On Wednesday 09 Nov 2005 12:39 am, Rony Bill wrote:
This is just a suggestion. Whenever they create softwares for hospitals, they could create a system wherein every department creates its bills directly into the computer and prints it out on a tiny printer just like the one used in restaurants and STD/ISD booths. So when a patient's portfolio is created on admission it is stored on a central server. Every department's new bill is added to this record at the time of creation itself. So during discharge the billing department does not enter any bills into their computer, instead they simply click a button to get a final print out as per their format. In order to overcome local networking glitches that may temporarily prevent access to the main server, a sub server database can be kept running in every machine that is used to enter data. This server will store a backup of all its own records and also act as a buffer holder when network is down. When the network is up again, it will automatically locate the main server and update the main database. This will be a background process that will run without user intervention, thus allowing records to be created inspite of network loss.

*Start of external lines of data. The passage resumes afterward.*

use super::*;

// -------------------- Round-trips --------------------

#[test]
fn roundtrip_live_entry() {
    let e = Entry::put(b"hello".to_vec(), b"world".to_vec(), 42);
    let bytes = e.encode();
    assert_eq!(bytes.len(), e.encoded_len());
    assert_eq!(Entry::decode(&bytes).unwrap(), e);
}

#[test]
fn roundtrip_tombstone() {
    let e = Entry::tombstone(b"gone".to_vec(), 7);
    let decoded = Entry::decode(&e.encode()).unwrap();
    assert!(decoded.tombstone);
    assert!(decoded.value.is_empty());
    assert_eq!(decoded.version, 7);
}

#[test]
fn roundtrip_empty_value() {
    let e = Entry::put(b"k".to_vec(), b"".to_vec(), 1);
    assert_eq!(Entry::decode(&e.encode()).unwrap(), e);
}

#[test]
fn roundtrip_binary_key_and_value() {
    let e = Entry::put(vec![0x00u8, 0xFF, 0x80], vec![0xDEu8, 0xAD, 0xBE, 0xEF], 9);
    assert_eq!(Entry::decode(&e.encode()).unwrap(), e);
}

#[test]
fn roundtrip_version_extremes() {
    for version in [0u64, 1, u64::MAX] {
        let e = Entry::put(b"k".to_vec(), b"v".to_vec(), version);
        assert_eq!(Entry::decode(&e.encode()).unwrap().version, version);
    }
}

#[test]
fn roundtrip_large_value() {
    let e = Entry::put(b"big".to_vec(), vec![b'x'; 1_000_000], 3);
    let decoded = Entry::decode(&e.encode()).unwrap();
    assert_eq!(decoded.value.len(), 1_000_000);
}

// -------------------- Determinism --------------------

#[test]
fn encode_is_deterministic() {
    let e = Entry::put(b"a".to_vec(), b"b".to_vec(), 5);
    assert_eq!(e.encode(), e.encode());
}

#[test]
fn encode_into_appends() {
    let a = Entry::put(b"a".to_vec(), b"1".to_vec(), 1);
    let b = Entry::put(b"b".to_vec(), b"2".to_vec(), 2);
    let mut buf = Vec::new();
    a.encode_into(&mut buf);
    b.encode_into(&mut buf);
    assert_eq!(buf.len(), a.encoded_len() + b.encoded_len());
    assert_eq!(Entry::decode(&buf[..a.encoded_len()]).unwrap(), a);
    assert_eq!(Entry::decode(&buf[a.encoded_len()..]).unwrap(), b);
}

// -------------------- Malformed input --------------------

#[test]
fn decode_empty_slice_fails() {
    assert!(matches!(Entry::decode(b""), Err(CodecError::Io(_))));
}

#[test]
fn decode_truncated_key_fails() {
    // key_len says 100 but only 2 bytes follow
    let mut bytes = Vec::new();
    bytes.extend_from_slice(&100u32.to_le_bytes());
    bytes.extend_from_slice(b"ab");
    assert!(matches!(
        Entry::decode(&bytes),
        Err(CodecError::Truncated)
    ));
}

#[test]
fn decode_truncated_value_fails() {
    let mut bytes = Vec::new();
    bytes.extend_from_slice(&1u32.to_le_bytes());
    bytes.extend_from_slice(b"k");
    bytes.extend_from_slice(&50u32.to_le_bytes());
    bytes.extend_from_slice(b"v");
    assert!(matches!(
        Entry::decode(&bytes),
        Err(CodecError::Truncated)
    ));
}

#[test]
fn decode_missing_version_fails() {
    let e = Entry::put(b"k".to_vec(), b"v".to_vec(), 1);
    let bytes = e.encode();
    let result = Entry::decode(&bytes[..bytes.len() - 8]);
    assert!(matches!(result, Err(CodecError::Io(_))));
}

#[test]
fn decode_bad_tombstone_byte_fails() {
    let e = Entry::put(b"k".to_vec(), b"v".to_vec(), 1);
    let mut bytes = e.encode();
    let tombstone_pos = bytes.len() - 9;
    bytes[tombstone_pos] = 0x7F;
    assert!(matches!(
        Entry::decode(&bytes),
        Err(CodecError::InvalidTombstone(0x7F))
    ));
}

#[test]
fn decode_trailing_bytes_fails() {
    let e = Entry::put(b"k".to_vec(), b"v".to_vec(), 1);
    let mut bytes = e.encode();
    bytes.push(0xAB);
    assert!(matches!(
        Entry::decode(&bytes),
        Err(CodecError::TrailingBytes(1))
    ));
}
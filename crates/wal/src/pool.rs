//! Scratch-buffer pool shared by WAL readers and writers.
//!
//! The pool is an explicit, cloneable handle rather than a process global:
//! the engine constructs one and threads it through every WAL it creates,
//! and tests can substitute their own.

use parking_lot::Mutex;
use std::mem;
use std::ops::{Deref, DerefMut};
use std::sync::Arc;

/// Buffers that grew beyond this are dropped instead of pooled, so one huge
/// batch does not pin memory forever.
const MAX_POOLED_CAPACITY: usize = 4 * 1024 * 1024;

/// A pool of reusable byte buffers, safe for concurrent `get`/return.
///
/// Cloning the handle shares the underlying pool.
#[derive(Clone, Default)]
pub struct BufferPool {
    buffers: Arc<Mutex<Vec<Vec<u8>>>>,
}

impl BufferPool {
    pub fn new() -> Self {
        Self::default()
    }

    /// Borrows a cleared buffer; it returns to the pool when the guard
    /// drops.
    pub fn get(&self) -> PooledBuf {
        let buf = self.buffers.lock().pop().unwrap_or_default();
        PooledBuf {
            buf,
            pool: self.clone(),
        }
    }

    fn put(&self, mut buf: Vec<u8>) {
        if buf.capacity() > MAX_POOLED_CAPACITY {
            return;
        }
        buf.clear();
        self.buffers.lock().push(buf);
    }

    #[cfg(test)]
    fn pooled(&self) -> usize {
        self.buffers.lock().len()
    }
}

/// A buffer borrowed from a [`BufferPool`]. Dereferences to `Vec<u8>`.
pub struct PooledBuf {
    buf: Vec<u8>,
    pool: BufferPool,
}

impl Deref for PooledBuf {
    type Target = Vec<u8>;

    fn deref(&self) -> &Self::Target {
        &self.buf
    }
}

impl DerefMut for PooledBuf {
    fn deref_mut(&mut self) -> &mut Self::Target {
        &mut self.buf
    }
}

impl Drop for PooledBuf {
    fn drop(&mut self) {
        let buf = mem::take(&mut self.buf);
        self.pool.put(buf);
    }
}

brilliant idea - strange that no one has ever thought about it!
Sometime on Wed, Nov 09, 2005 at 12:39:44AM +0530, Rony Bill said:
Hello All,
Yesterday I was at a hospital to oversee a patient's discharge. It took a whole day for them to simply discharge the patient. What was surprising was that even though the hospital had computers in practically all departments, they didn't seem to maintain records
[snip]
I had seen such a software some 2 years back, made to order for a couple of clinics in chembur. It was written in Python/PyGTK and just worked like what you are expecting. With all clickable icons of beds and wards and floors as in a typical hospital.
Operator just needs to right click on the bed icon in the gui and enter respective details. While discharging you get a fancy bill.
Let me know if you wish to act as a mediator between Baji Rao, the developer and hospitals. I'll have to dig out Baji Rao's contact details from my files :)
Anurag
Maybe this thread is overrated?
The first thing which comes to mind when you mention "hospital software" is getting rid of these damn diseases?
-- Rohan http://rohan.almeida.in
Hi,
--- "Rohan R. Almeida" arcofdescent@gmail.com wrote:
The first thing which comes to mind when you mention "hospital software" is getting rid of these damn diseases?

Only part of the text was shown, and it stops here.